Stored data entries
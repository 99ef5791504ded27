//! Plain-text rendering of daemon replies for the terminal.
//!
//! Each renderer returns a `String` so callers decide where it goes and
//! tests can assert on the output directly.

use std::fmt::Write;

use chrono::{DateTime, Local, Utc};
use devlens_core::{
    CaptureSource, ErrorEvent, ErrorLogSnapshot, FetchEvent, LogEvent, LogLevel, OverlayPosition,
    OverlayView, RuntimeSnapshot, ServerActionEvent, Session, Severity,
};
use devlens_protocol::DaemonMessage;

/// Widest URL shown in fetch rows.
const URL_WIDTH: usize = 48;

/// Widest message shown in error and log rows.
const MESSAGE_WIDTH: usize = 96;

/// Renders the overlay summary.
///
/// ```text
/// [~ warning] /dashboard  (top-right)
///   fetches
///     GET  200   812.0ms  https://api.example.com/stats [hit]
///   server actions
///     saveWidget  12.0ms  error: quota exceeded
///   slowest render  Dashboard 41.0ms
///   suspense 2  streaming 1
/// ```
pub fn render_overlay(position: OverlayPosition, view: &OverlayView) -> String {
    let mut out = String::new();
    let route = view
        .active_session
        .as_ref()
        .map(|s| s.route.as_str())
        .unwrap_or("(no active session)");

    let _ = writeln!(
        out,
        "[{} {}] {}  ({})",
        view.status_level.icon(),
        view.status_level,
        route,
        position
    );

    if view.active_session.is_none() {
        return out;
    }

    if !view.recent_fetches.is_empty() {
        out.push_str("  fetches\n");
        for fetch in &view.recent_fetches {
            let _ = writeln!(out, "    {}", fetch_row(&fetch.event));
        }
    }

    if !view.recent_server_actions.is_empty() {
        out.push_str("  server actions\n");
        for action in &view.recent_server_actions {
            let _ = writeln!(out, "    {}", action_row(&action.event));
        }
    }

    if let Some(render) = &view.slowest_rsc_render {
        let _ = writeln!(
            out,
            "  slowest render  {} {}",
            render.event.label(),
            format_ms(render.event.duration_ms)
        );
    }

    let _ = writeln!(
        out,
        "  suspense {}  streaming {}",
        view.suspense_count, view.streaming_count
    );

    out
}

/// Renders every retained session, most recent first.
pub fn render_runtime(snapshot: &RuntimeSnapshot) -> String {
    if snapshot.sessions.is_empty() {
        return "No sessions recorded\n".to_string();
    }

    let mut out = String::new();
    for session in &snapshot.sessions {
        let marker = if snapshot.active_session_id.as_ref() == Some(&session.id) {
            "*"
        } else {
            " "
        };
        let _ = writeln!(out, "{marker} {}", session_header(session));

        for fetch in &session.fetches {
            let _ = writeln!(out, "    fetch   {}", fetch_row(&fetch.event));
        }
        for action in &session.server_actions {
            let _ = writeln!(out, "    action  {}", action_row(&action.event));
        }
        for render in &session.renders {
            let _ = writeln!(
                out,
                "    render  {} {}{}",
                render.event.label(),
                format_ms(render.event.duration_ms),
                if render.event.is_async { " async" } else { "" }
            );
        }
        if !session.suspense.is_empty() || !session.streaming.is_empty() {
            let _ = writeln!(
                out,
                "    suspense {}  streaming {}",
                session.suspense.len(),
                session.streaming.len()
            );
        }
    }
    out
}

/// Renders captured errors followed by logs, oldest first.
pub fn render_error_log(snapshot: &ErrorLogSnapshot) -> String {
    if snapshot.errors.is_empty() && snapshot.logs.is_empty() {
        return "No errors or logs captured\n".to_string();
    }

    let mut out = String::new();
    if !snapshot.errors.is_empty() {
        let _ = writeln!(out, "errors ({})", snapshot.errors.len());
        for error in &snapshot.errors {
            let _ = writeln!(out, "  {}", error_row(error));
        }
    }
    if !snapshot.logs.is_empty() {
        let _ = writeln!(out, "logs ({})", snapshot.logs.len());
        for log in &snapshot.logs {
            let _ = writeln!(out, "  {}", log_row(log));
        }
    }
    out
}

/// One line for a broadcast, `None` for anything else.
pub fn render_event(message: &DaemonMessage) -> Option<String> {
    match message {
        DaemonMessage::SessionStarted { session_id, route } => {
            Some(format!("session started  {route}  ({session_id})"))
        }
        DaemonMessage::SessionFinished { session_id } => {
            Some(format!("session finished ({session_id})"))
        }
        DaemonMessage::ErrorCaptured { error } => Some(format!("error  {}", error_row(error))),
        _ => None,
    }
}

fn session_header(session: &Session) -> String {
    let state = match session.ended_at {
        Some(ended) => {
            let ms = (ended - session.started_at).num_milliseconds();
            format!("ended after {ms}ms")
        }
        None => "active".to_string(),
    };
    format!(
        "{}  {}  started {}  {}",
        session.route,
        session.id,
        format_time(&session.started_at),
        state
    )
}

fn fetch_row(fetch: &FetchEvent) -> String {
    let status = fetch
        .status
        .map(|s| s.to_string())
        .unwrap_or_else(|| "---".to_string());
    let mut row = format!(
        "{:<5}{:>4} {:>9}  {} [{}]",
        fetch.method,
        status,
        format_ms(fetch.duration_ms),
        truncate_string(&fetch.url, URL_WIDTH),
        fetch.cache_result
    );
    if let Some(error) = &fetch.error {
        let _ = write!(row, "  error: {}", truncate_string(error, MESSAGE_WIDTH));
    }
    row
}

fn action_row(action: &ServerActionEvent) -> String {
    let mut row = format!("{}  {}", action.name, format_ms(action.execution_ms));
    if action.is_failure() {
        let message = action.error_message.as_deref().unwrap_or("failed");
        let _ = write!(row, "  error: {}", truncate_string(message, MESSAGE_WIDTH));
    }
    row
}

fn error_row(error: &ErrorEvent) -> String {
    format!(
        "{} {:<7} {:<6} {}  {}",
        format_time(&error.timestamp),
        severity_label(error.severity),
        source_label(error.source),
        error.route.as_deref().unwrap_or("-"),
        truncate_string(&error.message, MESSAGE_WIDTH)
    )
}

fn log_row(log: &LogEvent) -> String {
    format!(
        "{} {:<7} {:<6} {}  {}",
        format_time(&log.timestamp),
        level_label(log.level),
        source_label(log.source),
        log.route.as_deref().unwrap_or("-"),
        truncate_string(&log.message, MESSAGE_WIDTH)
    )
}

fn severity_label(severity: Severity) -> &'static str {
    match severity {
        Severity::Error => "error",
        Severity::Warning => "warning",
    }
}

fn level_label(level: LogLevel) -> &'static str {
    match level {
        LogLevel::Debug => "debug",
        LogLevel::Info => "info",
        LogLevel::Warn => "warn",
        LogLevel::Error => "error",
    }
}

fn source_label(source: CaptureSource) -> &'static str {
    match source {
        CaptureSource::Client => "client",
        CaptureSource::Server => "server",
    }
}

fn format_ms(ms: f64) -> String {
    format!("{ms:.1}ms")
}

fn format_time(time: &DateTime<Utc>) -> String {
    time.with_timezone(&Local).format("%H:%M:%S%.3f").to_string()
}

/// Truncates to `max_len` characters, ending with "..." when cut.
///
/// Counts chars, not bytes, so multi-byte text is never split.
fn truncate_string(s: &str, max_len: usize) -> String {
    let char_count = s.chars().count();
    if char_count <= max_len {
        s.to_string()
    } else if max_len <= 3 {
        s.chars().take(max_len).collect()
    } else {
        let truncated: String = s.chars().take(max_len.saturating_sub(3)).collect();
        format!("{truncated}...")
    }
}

Work to be completed: So that nothing is lost, write out each record exactly as it appears above.

Solution to the exercise:
repository 99ef5791504ded27
//! Plain-text rendering of daemon replies for the terminal.
//!
//! Each renderer returns a `String` so callers decide where it goes and
//! tests can assert on the output directly.

use std::fmt::Write;

use chrono::{DateTime, Local, Utc};
use devlens_core::{
    CaptureSource, ErrorEvent, ErrorLogSnapshot, FetchEvent, LogEvent, LogLevel, OverlayPosition,
    OverlayView, RuntimeSnapshot, ServerActionEvent, Session, Severity,
};
use devlens_protocol::DaemonMessage;

/// Widest URL shown in fetch rows.
const URL_WIDTH: usize = 48;

/// Widest message shown in error and log rows.
const MESSAGE_WIDTH: usize = 96;

/// Renders the overlay summary.
///
/// ```text
/// [~ warning] /dashboard  (top-right)
///   fetches
///     GET  200   812.0ms  https://api.example.com/stats [hit]
///   server actions
///     saveWidget  12.0ms  error: quota exceeded
///   slowest render  Dashboard 41.0ms
///   suspense 2  streaming 1
/// ```
pub fn render_overlay(position: OverlayPosition, view: &OverlayView) -> String {
    let mut out = String::new();
    let route = view
        .active_session
        .as_ref()
        .map(|s| s.route.as_str())
        .unwrap_or("(no active session)");

    let _ = writeln!(
        out,
        "[{} {}] {}  ({})",
        view.status_level.icon(),
        view.status_level,
        route,
        position
    );

    if view.active_session.is_none() {
        return out;
    }

    if !view.recent_fetches.is_empty() {
        out.push_str("  fetches\n");
        for fetch in &view.recent_fetches {
            let _ = writeln!(out, "    {}", fetch_row(&fetch.event));
        }
    }

    if !view.recent_server_actions.is_empty() {
        out.push_str("  server actions\n");
        for action in &view.recent_server_actions {
            let _ = writeln!(out, "    {}", action_row(&action.event));
        }
    }

    if let Some(render) = &view.slowest_rsc_render {
        let _ = writeln!(
            out,
            "  slowest render  {} {}",
            render.event.label(),
            format_ms(render.event.duration_ms)
        );
    }

    let _ = writeln!(
        out,
        "  suspense {}  streaming {}",
        view.suspense_count, view.streaming_count
    );

    out
}

/// Renders every retained session, most recent first.
pub fn render_runtime(snapshot: &RuntimeSnapshot) -> String {
    if snapshot.sessions.is_empty() {
        return "No sessions recorded\n".to_string();
    }

    let mut out = String::new();
    for session in &snapshot.sessions {
        let marker = if snapshot.active_session_id.as_ref() == Some(&session.id) {
            "*"
        } else {
            " "
        };
        let _ = writeln!(out, "{marker} {}", session_header(session));

        for fetch in &session.fetches {
            let _ = writeln!(out, "    fetch   {}", fetch_row(&fetch.event));
        }
        for action in &session.server_actions {
            let _ = writeln!(out, "    action  {}", action_row(&action.event));
        }
        for render in &session.renders {
            let _ = writeln!(
                out,
                "    render  {} {}{}",
                render.event.label(),
                format_ms(render.event.duration_ms),
                if render.event.is_async { " async" } else { "" }
            );
        }
        if !session.suspense.is_empty() || !session.streaming.is_empty() {
            let _ = writeln!(
                out,
                "    suspense {}  streaming {}",
                session.suspense.len(),
                session.streaming.len()
            );
        }
    }
    out
}

/// Renders captured errors followed by logs, oldest first.
pub fn render_error_log(snapshot: &ErrorLogSnapshot) -> String {
    if snapshot.errors.is_empty() && snapshot.logs.is_empty() {
        return "No errors or logs captured\n".to_string();
    }

    let mut out = String::new();
    if !snapshot.errors.is_empty() {
        let _ = writeln!(out, "errors ({})", snapshot.errors.len());
        for error in &snapshot.errors {
            let _ = writeln!(out, "  {}", error_row(error));
        }
    }
    if !snapshot.logs.is_empty() {
        let _ = writeln!(out, "logs ({})", snapshot.logs.len());
        for log in &snapshot.logs {
            let _ = writeln!(out, "  {}", log_row(log));
        }
    }
    out
}

/// One line for a broadcast, `None` for anything else.
pub fn render_event(message: &DaemonMessage) -> Option<String> {
    match message {
        DaemonMessage::SessionStarted { session_id, route } => {
            Some(format!("session started  {route}  ({session_id})"))
        }
        DaemonMessage::SessionFinished { session_id } => {
            Some(format!("session finished ({session_id})"))
        }
        DaemonMessage::ErrorCaptured { error } => Some(format!("error  {}", error_row(error))),
        _ => None,
    }
}

fn session_header(session: &Session) -> String {
    let state = match session.ended_at {
        Some(ended) => {
            let ms = (ended - session.started_at).num_milliseconds();
            format!("ended after {ms}ms")
        }
        None => "active".to_string(),
    };
    format!(
        "{}  {}  started {}  {}",
        session.route,
        session.id,
        format_time(&session.started_at),
        state
    )
}

fn fetch_row(fetch: &FetchEvent) -> String {
    let status = fetch
        .status
        .map(|s| s.to_string())
        .unwrap_or_else(|| "---".to_string());
    let mut row = format!(
        "{:<5}{:>4} {:>9}  {} [{}]",
        fetch.method,
        status,
        format_ms(fetch.duration_ms),
        truncate_string(&fetch.url, URL_WIDTH),
        fetch.cache_result
    );
    if let Some(error) = &fetch.error {
        let _ = write!(row, "  error: {}", truncate_string(error, MESSAGE_WIDTH));
    }
    row
}

fn action_row(action: &ServerActionEvent) -> String {
    let mut row = format!("{}  {}", action.name, format_ms(action.execution_ms));
    if action.is_failure() {
        let message = action.error_message.as_deref().unwrap_or("failed");
        let _ = write!(row, "  error: {}", truncate_string(message, MESSAGE_WIDTH));
    }
    row
}

fn error_row(error: &ErrorEvent) -> String {
    format!(
        "{} {:<7} {:<6} {}  {}",
        format_time(&error.timestamp),
        severity_label(error.severity),
        source_label(error.source),
        error.route.as_deref().unwrap_or("-"),
        truncate_string(&error.message, MESSAGE_WIDTH)
    )
}

fn log_row(log: &LogEvent) -> String {
    format!(
        "{} {:<7} {:<6} {}  {}",
        format_time(&log.timestamp),
        level_label(log.level),
        source_label(log.source),
        log.route.as_deref().unwrap_or("-"),
        truncate_string(&log.message, MESSAGE_WIDTH)
    )
}

fn severity_label(severity: Severity) -> &'static str {
    match severity {
        Severity::Error => "error",
        Severity::Warning => "warning",
    }
}

fn level_label(level: LogLevel) -> &'static str {
    match level {
        LogLevel::Debug => "debug",
        LogLevel::Info => "info",
        LogLevel::Warn => "warn",
        LogLevel::Error => "error",
    }
}

fn source_label(source: CaptureSource) -> &'static str {
    match source {
        CaptureSource::Client => "client",
        CaptureSource::Server => "server",
    }
}

fn format_ms(ms: f64) -> String {
    format!("{ms:.1}ms")
}

fn format_time(time: &DateTime<Utc>) -> String {
    time.with_timezone(&Local).format("%H:%M:%S%.3f").to_string()
}

/// Truncates to `max_len` characters, ending with "..." when cut.
///
/// Counts chars, not bytes, so multi-byte text is never split.
fn truncate_string(s: &str, max_len: usize) -> String {
    let char_count = s.chars().count();
    if char_count <= max_len {
        s.to_string()
    } else if max_len <= 3 {
        s.chars().take(max_len).collect()
    } else {
        let truncated: String = s.chars().take(max_len.saturating_sub(3)).collect();
        format!("{truncated}...")
    }
}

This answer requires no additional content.